Baker’s cyst – a local swelling which protrudes from the back of the knee.
Popliteus injury – is a strain of the small Popliteus muscle located at the back of the knee joint.
Hamstring tendon strain – usualy an acute injury this is a tear or one of the hamstring tendons which insert at the back of the knee (usually the Biceps femoris).
Biceps femoris avulsion – this occurs when the tendon tears pulling a small piece of bone with it.
Anterior knee (front)
This refers to the front of the knee. Injuries often involving the patella (kneecap) or the patellar tendon which connects the patella to the tibia (shin bone). The most common causes include:
Patellofemoral pain – occurs when the patella (kneecap) repeatedly rubs on the femur bone underneath.
Osgood Schlatter disease – causes pain at the front of the knee in children between the ages of 10 and 15 years old.
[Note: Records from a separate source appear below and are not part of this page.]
use clap::{Parser, Subcommand};
use dotenv::dotenv;
use futures::StreamExt;
use kinetic_flow::adk::tool::Tool;
use kinetic_flow::kinetic::tools::builtin;
use kinetic_flow::kinetic::workflow::builder::Builder;
use kinetic_flow::kinetic::workflow::checkpoint::{CheckpointStorage, FileCheckpointStorage};
use kinetic_flow::kinetic::workflow::config::checkpoint_dir;
use kinetic_flow::kinetic::workflow::registry::{AgentRegistry, ToolRegistry};
use kinetic_flow::kinetic::workflow::{Workflow, WorkflowRun};
use serde_json::Value;

use std::sync::Arc;

#[derive(Parser, Debug)]
#[command(author, version, about, long_about = None)]
struct Args {
    /// Directory holding file checkpoints [env: KINETIC_CHECKPOINT_DIR]
    #[arg(long, global = true)]
    checkpoint_dir: Option<String>,

    #[command(subcommand)]
    command: Commands,
}

#[derive(Subcommand, Debug)]
enum Commands {
    /// Run a workflow from a file
    Run {
        /// Path to the workflow file
        #[arg(short, long)]
        file: String,

        /// Input to the workflow (JSON, or plain text)
        #[arg(short, long)]
        input: String,

        /// Print events as JSON lines while the run progresses
        #[arg(long)]
        stream: bool,
    },
    /// Answer a pending request of a checkpointed run and continue it
    Respond {
        /// Path to the workflow file
        #[arg(short, long)]
        file: String,

        /// Checkpoint to resume from
        #[arg(short, long)]
        checkpoint: String,

        /// Id of the request being answered
        #[arg(short, long)]
        request: String,

        /// Response payload (JSON, or plain text)
        #[arg(long)]
        response: String,
    },
    /// List or delete the checkpoints of a workflow
    Checkpoints {
        /// Workflow name
        #[arg(short, long)]
        workflow: String,

        /// Delete this checkpoint instead of listing
        #[arg(long)]
        delete: Option<String>,
    },
    /// List the built-in tools available to function executors
    Tools,
}

type CliResult<T> = Result<T, Box<dyn std::error::Error + Send + Sync>>;

#[tokio::main]
async fn main() -> CliResult<()> {
    dotenv().ok();
    env_logger::init();

    let args = Args::parse();
    let storage = Arc::new(FileCheckpointStorage::new(
        args.checkpoint_dir.clone().unwrap_or_else(checkpoint_dir),
    ));

    match args.command {
        Commands::Run {
            file,
            input,
            stream,
        } => {
            let workflow = load(&file, storage.clone()).await?;
            let input = parse_payload(input);

            if stream {
                run_streaming(&workflow, input).await?;
            } else {
                println!("Running workflow: {}", workflow.id());
                let run = workflow.run(input).await?;
                report(&run);
            }
        }
        Commands::Respond {
            file,
            checkpoint,
            request,
            response,
        } => {
            let workflow = load(&file, storage.clone()).await?;
            let mut run = workflow.restore(&checkpoint).await?;
            run.send_response(&request, parse_payload(response)).await?;
            report(&run);
        }
        Commands::Checkpoints { workflow, delete } => match delete {
            Some(id) => {
                if storage.delete(&id).await? {
                    println!("Deleted checkpoint {}", id);
                } else {
                    println!("Checkpoint {} not found", id);
                }
            }
            None => {
                for id in storage.list(&workflow).await? {
                    println!("{}", id);
                }
            }
        },
        Commands::Tools => {
            for tool in builtin::all() {
                println!("{}: {}", tool.name(), tool.description());
            }
        }
    }

    Ok(())
}

async fn load(file: &str, storage: Arc<FileCheckpointStorage>) -> CliResult<Workflow> {
    let tools = ToolRegistry::with_builtins().await;
    for name in tools.names().await {
        log::debug!("Registered tool: {}", name);
    }

    let builder = Builder::new(tools, AgentRegistry::new());
    let workflow = builder.build_workflow(file).await?;
    Ok(workflow.with_checkpoint_storage(storage))
}

async fn run_streaming(workflow: &Workflow, input: Value) -> CliResult<()> {
    let mut events = workflow.run_stream(input);
    while let Some(event) = events.next().await {
        println!("{}", serde_json::to_string(&event)?);
        // Pending requests are answered later with `respond`
        if event.is_terminal() {
            break;
        }
    }

    if let Some(latest) = workflow.list_checkpoints().await?.last() {
        eprintln!("Latest checkpoint: {}", latest);
    }
    Ok(())
}

fn parse_payload(raw: String) -> Value {
    serde_json::from_str(&raw).unwrap_or(Value::String(raw))
}

fn report(run: &WorkflowRun) {
    println!("Status: {}", run.status());
    for output in run.outputs() {
        println!("Output: {}", output);
    }
    if let Some(failure) = run.failure() {
        println!("Failed: {}", failure.message);
    }
    for request in run.pending_requests() {
        println!(
            "Pending request {} from '{}': {}",
            request.request_id, request.executor_id, request.payload
        );
    }
    if let Some(id) = run.last_checkpoint_id() {
        println!("Checkpoint: {}", id);
    }
}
Specifically over the bone protrusion at the top of the tibia bone.
Fat pad impingement – occurs when the infrapatellar fat pad, also sometimes known as Hoffa’s pad becomes pinched or impinged.
Patella tendonitis (Jumpers knee) – is an overuse injury causing inflammation or degeneration of the patella tendon which links the kneecap to the tibia bone.
Quadriceps tendinopathy – inflammation or degeneration of the quadriceps muscle tendon where it attaches along the top of the patella.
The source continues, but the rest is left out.